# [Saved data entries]

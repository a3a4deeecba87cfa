//! Root crate facade for snipbook.

pub use snipbook_core::{
    autosave, config, constants, error, filter, highlight, history, library, markdown, models,
    placeholder, session, store, text, time_util, workbench, AppError, ChangeKind, Config,
    EditorSession, FilterChange, Library, OutputMode, PlaceholderBindings, Query, QueryMode,
    Rendered, RowPath, SearchHistory, SnippetKind, SnippetRecord, SnippetStore, StoredSnippet,
    TreeFilter, TreeRow, Workbench, DEFAULT_AUTO_SAVE_INTERVAL_MS, DEFAULT_HISTORY_LIMIT,
};
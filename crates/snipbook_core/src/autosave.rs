//! Polling autosave timer.

use std::time::{Duration, Instant};

/// Fires at most once per interval when polled.
#[derive(Debug, Clone)]
pub struct AutosaveTimer {
    interval: Duration,
    next_due: Instant,
}

impl AutosaveTimer {
    /// Start a timer whose first tick is due one `interval` after `now`.
    pub fn new(interval: Duration, now: Instant) -> Self {
        Self {
            interval,
            next_due: now + interval,
        }
    }

    pub fn interval(&self) -> Duration {
        self.interval
    }

    /// Returns `true` when the interval has elapsed, then re-arms from `now`.
    ///
    /// Missed intervals collapse into a single tick.
    pub fn poll(&mut self, now: Instant) -> bool {
        if now < self.next_due {
            return false;
        }
        self.next_due = now + self.interval;
        true
    }

    /// Push the next tick one interval past `now`, e.g. after a manual save.
    pub fn reset(&mut self, now: Instant) {
        self.next_due = now + self.interval;
    }
}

# [Work item]
Top to bottom, the records above must be output exactly.

# [Output below]
repository a3a4deeecba87cfa
//! Root crate facade for snipbook.

pub use snipbook_core::{
    autosave, config, constants, error, filter, highlight, history, library, markdown, models,
    placeholder, session, store, text, time_util, workbench, AppError, ChangeKind, Config,
    EditorSession, FilterChange, Library, OutputMode, PlaceholderBindings, Query, QueryMode,
    Rendered, RowPath, SearchHistory, SnippetKind, SnippetRecord, SnippetStore, StoredSnippet,
    TreeFilter, TreeRow, Workbench, DEFAULT_AUTO_SAVE_INTERVAL_MS, DEFAULT_HISTORY_LIMIT,
};
filename crates/snipbook_core/src/autosave.rs
//! Polling autosave timer.

use std::time::{Duration, Instant};

/// Fires at most once per interval when polled.
#[derive(Debug, Clone)]
pub struct AutosaveTimer {
    interval: Duration,
    next_due: Instant,
}

impl AutosaveTimer {
    /// Start a timer whose first tick is due one `interval` after `now`.
    pub fn new(interval: Duration, now: Instant) -> Self {
        Self {
            interval,
            next_due: now + interval,
        }
    }

    pub fn interval(&self) -> Duration {
        self.interval
    }

    /// Returns `true` when the interval has elapsed, then re-arms from `now`.
    ///
    /// Missed intervals collapse into a single tick.
    pub fn poll(&mut self, now: Instant) -> bool {
        if now < self.next_due {
            return false;
        }
        self.next_due = now + self.interval;
        true
    }

    /// Push the next tick one interval past `now`, e.g. after a manual save.
    pub fn reset(&mut self, now: Instant) {
        self.next_due = now + self.interval;
    }
}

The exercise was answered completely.